Saved data entries
//! Holder hooks and resource-bounded notification
//!
//! An identity may advertise hooks: code that runs when it receives or
//! loses a certificate, and an introspective query naming the identity
//! that controls it. Hooks are untrusted. They receive no handle to ledger
//! state and are metered by a [`GasMeter`]; destruction notifications run
//! under a hard ceiling with every failure caught and discarded.

use std::any::Any;
use std::collections::HashMap;
use std::fmt::Debug;
use std::panic::{self, AssertUnwindSafe};
use std::sync::Arc;
use bytes::Bytes;
use log::{debug, warn};

use crate::error::{CoreError, Result};
use crate::types::{Address, LabelHash};

/// Execution budget handed to a hook
#[derive(Debug, Clone, Copy, PartialEq, Eq)]
pub struct GasMeter {
    limit: u64,
    used: u64,
}

impl GasMeter {
    /// Meter with a hard ceiling
    pub fn new(limit: u64) -> Self {
        GasMeter { limit, used: 0 }
    }

    /// Meter for calls whose failure aborts the caller anyway
    pub fn unbounded() -> Self {
        GasMeter::new(u64::MAX)
    }

    /// Consume `units`; fails once the ceiling would be crossed
    pub fn charge(&mut self, units: u64) -> std::result::Result<(), HookError> {
        let next = self.used.saturating_add(units);
        if next > self.limit {
            self.used = self.limit;
            return Err(HookError::OutOfGas { limit: self.limit });
        }
        self.used = next;
        Ok(())
    }

    /// Units consumed so far
    pub fn used(&self) -> u64 {
        self.used
    }

    /// Units left
    pub fn remaining(&self) -> u64 {
        self.limit - self.used
    }
}

/// Failure raised by a hook
#[derive(Debug, thiserror::Error, Clone, PartialEq, Eq)]
pub enum HookError {
    /// Gas ceiling reached
    #[error("Out of gas (limit {limit})")]
    OutOfGas { limit: u64 },

    /// Hook refused the operation
    #[error("Rejected: {0}")]
    Rejected(String),

    /// Hook panicked
    #[error("Hook panicked: {0}")]
    Panicked(String),
}

/// What a hook is told about a certificate movement
#[derive(Debug, Clone, PartialEq, Eq)]
pub struct CertificateNotice {
    /// Registrar issuing the certificate
    pub registrar: Address,

    /// Identity that initiated the movement
    pub operator: Address,

    /// Previous holder (null on issuance)
    pub from: Address,

    /// Certificate label
    pub label: LabelHash,

    /// Opaque data supplied by the initiator
    pub data: Bytes,
}

/// Code attached to an identity
pub trait HolderHooks: Debug + Send + Sync {
    /// Called after a certificate was moved to this identity. An error
    /// aborts the movement.
    fn on_certificate_received(
        &self,
        _notice: &CertificateNotice,
        _meter: &mut GasMeter,
    ) -> std::result::Result<(), HookError> {
        Ok(())
    }

    /// Called after a certificate held by this identity was destroyed.
    /// The outcome is ignored.
    fn on_certificate_burned(
        &self,
        _notice: &CertificateNotice,
        _meter: &mut GasMeter,
    ) -> std::result::Result<(), HookError> {
        Ok(())
    }

    /// Identity that controls this one, if it reports one
    fn controlling_owner(&self, _meter: &mut GasMeter) -> std::result::Result<Option<Address>, HookError> {
        Ok(None)
    }
}

/// Result of a bounded notification
#[derive(Debug, Clone, PartialEq, Eq)]
pub enum NotificationOutcome {
    /// Identity has no hooks
    NoHooks,

    /// Hook returned normally
    Delivered { gas_used: u64 },

    /// Hook failed, panicked or ran out of gas; discarded
    Discarded(HookError),
}

/// Hooks registered per identity
#[derive(Debug, Clone, Default)]
pub struct AccountDirectory {
    hooks: HashMap<Address, Arc<dyn HolderHooks>>,
}

impl AccountDirectory {
    /// Create an empty directory
    pub fn new() -> Self {
        Self::default()
    }

    /// Attach hooks to an identity
    pub fn attach(&mut self, identity: Address, hooks: Arc<dyn HolderHooks>) {
        self.hooks.insert(identity, hooks);
    }

    /// Detach hooks from an identity
    pub fn detach(&mut self, identity: &Address) -> Option<Arc<dyn HolderHooks>> {
        self.hooks.remove(identity)
    }

    /// Whether an identity advertises hooks
    pub fn has_hooks(&self, identity: &Address) -> bool {
        self.hooks.contains_key(identity)
    }

    /// Offer a certificate to its new holder; refusal is an error
    pub fn offer(&self, receiver: Address, notice: &CertificateNotice) -> Result<()> {
        let Some(hooks) = self.hooks.get(&receiver) else {
            return Ok(());
        };

        run_guarded(GasMeter::unbounded(), |meter| hooks.on_certificate_received(notice, meter))
            .map(|_| ())
            .map_err(|e| CoreError::ReceiverRejected {
                receiver,
                reason: e.to_string(),
            })
    }

    /// Tell a former holder its certificate is gone, within `gas_limit`
    ///
    /// Never fails: whatever the hook does is contained here.
    pub fn notify_burned(
        &self,
        holder: Address,
        notice: &CertificateNotice,
        gas_limit: u64,
    ) -> NotificationOutcome {
        let Some(hooks) = self.hooks.get(&holder) else {
            return NotificationOutcome::NoHooks;
        };

        match run_guarded(GasMeter::new(gas_limit), |meter| hooks.on_certificate_burned(notice, meter)) {
            Ok(((), gas_used)) => {
                debug!("Burn notification delivered to {:?} ({} gas)", holder, gas_used);
                NotificationOutcome::Delivered { gas_used }
            }
            Err(e) => {
                warn!("Burn notification to {:?} discarded: {}", holder, e);
                NotificationOutcome::Discarded(e)
            }
        }
    }

    /// Best-effort query of the identity controlling `holder`
    pub fn controlling_owner(&self, holder: Address, gas_limit: u64) -> Option<Address> {
        let hooks = self.hooks.get(&holder)?;
        match run_guarded(GasMeter::new(gas_limit), |meter| hooks.controlling_owner(meter)) {
            Ok((owner, _)) => owner,
            Err(e) => {
                debug!("Controlling owner query on {:?} failed: {}", holder, e);
                None
            }
        }
    }
}

/// Run untrusted hook code under a meter, converting panics to errors
fn run_guarded<T, F>(mut meter: GasMeter, f: F) -> std::result::Result<(T, u64), HookError>
where
    F: FnOnce(&mut GasMeter) -> std::result::Result<T, HookError>,
{
    match panic::catch_unwind(AssertUnwindSafe(|| f(&mut meter))) {
        Ok(Ok(value)) => Ok((value, meter.used())),
        Ok(Err(e)) => Err(e),
        Err(payload) => Err(HookError::Panicked(panic_message(payload))),
    }
}

fn panic_message(payload: Box<dyn Any + Send>) -> String {
    if let Some(s) = payload.downcast_ref::<&str>() {
        (*s).to_string()
    } else if let Some(s) = payload.downcast_ref::<String>() {
        s.clone()
    } else {
        "unknown panic".to_string()
    }
}

#[cfg(test)]
mod tests {
    use super::*;
    use std::sync::atomic::{AtomicU64, Ordering};

    #[derive(Debug, Default)]
    struct Greedy;

    impl HolderHooks for Greedy {
        fn on_certificate_burned(
            &self,
            _notice: &CertificateNotice,
            meter: &mut GasMeter,
        ) -> std::result::Result<(), HookError> {
            loop {
                meter.charge(1_000)?;
            }
        }
    }

    #[derive(Debug, Default)]
    struct Panicky;

    impl HolderHooks for Panicky {
        fn on_certificate_burned(
            &self,
            _notice: &CertificateNotice,
            _meter: &mut GasMeter,
        ) -> std::result::Result<(), HookError> {
            panic!("refusing to let go")
        }

        fn controlling_owner(&self, _meter: &mut GasMeter) -> std::result::Result<Option<Address>, HookError> {
            panic!("no owner")
        }
    }

    #[derive(Debug, Default)]
    struct Counting {
        calls: AtomicU64,
    }

    impl HolderHooks for Counting {
        fn on_certificate_burned(
            &self,
            _notice: &CertificateNotice,
            meter: &mut GasMeter,
        ) -> std::result::Result<(), HookError> {
            meter.charge(10)?;
            self.calls.fetch_add(1, Ordering::SeqCst);
            Ok(())
        }

        fn controlling_owner(&self, _meter: &mut GasMeter) -> std::result::Result<Option<Address>, HookError> {
            Ok(Some(Address::from([9; 20])))
        }
    }

    fn notice() -> CertificateNotice {
        CertificateNotice {
            registrar: Address::from([1; 20]),
            operator: Address::from([1; 20]),
            from: Address::from([2; 20]),
            label: LabelHash([3; 32]),
            data: Bytes::new(),
        }
    }

    #[test]
    fn test_gas_meter() {
        let mut meter = GasMeter::new(100);
        meter.charge(60).unwrap();
        assert_eq!(meter.remaining(), 40);
        assert_eq!(meter.charge(41), Err(HookError::OutOfGas { limit: 100 }));
        assert_eq!(meter.remaining(), 0);
    }

    #[test]
    fn test_greedy_hook_is_capped() {
        let mut accounts = AccountDirectory::new();
        let holder = Address::from([2; 20]);
        accounts.attach(holder, Arc::new(Greedy));

        let outcome = accounts.notify_burned(holder, &notice(), 50_000);
        assert_eq!(outcome, NotificationOutcome::Discarded(HookError::OutOfGas { limit: 50_000 }));
    }

    #[test]
    fn test_panicking_hook_is_contained() {
        let mut accounts = AccountDirectory::new();
        let holder = Address::from([2; 20]);
        accounts.attach(holder, Arc::new(Panicky));

        let outcome = accounts.notify_burned(holder, &notice(), 50_000);
        assert!(matches!(outcome, NotificationOutcome::Discarded(HookError::Panicked(_))));
        assert_eq!(accounts.controlling_owner(holder, 50_000), None);
    }

    #[test]
    fn test_well_behaved_hook() {
        let mut accounts = AccountDirectory::new();
        let holder = Address::from([2; 20]);
        let hooks = Arc::new(Counting::default());
        accounts.attach(holder, hooks.clone());

        let outcome = accounts.notify_burned(holder, &notice(), 50_000);
        assert_eq!(outcome, NotificationOutcome::Delivered { gas_used: 10 });
        assert_eq!(hooks.calls.load(Ordering::SeqCst), 1);
        assert_eq!(accounts.controlling_owner(holder, 50_000), Some(Address::from([9; 20])));

        assert_eq!(
            accounts.notify_burned(Address::from([5; 20]), &notice(), 50_000),
            NotificationOutcome::NoHooks
        );
    }
}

▸ **About this task**
Take the lines from the first line of the records through the line holding "use std::fmt::Debug;", both included, and please reproduce them exactly with nothing added.

▸ **Response**
//! Holder hooks and resource-bounded notification
//!
//! An identity may advertise hooks: code that runs when it receives or
//! loses a certificate, and an introspective query naming the identity
//! that controls it. Hooks are untrusted. They receive no handle to ledger
//! state and are metered by a [`GasMeter`]; destruction notifications run
//! under a hard ceiling with every failure caught and discarded.

use std::any::Any;
use std::collections::HashMap;
use std::fmt::Debug;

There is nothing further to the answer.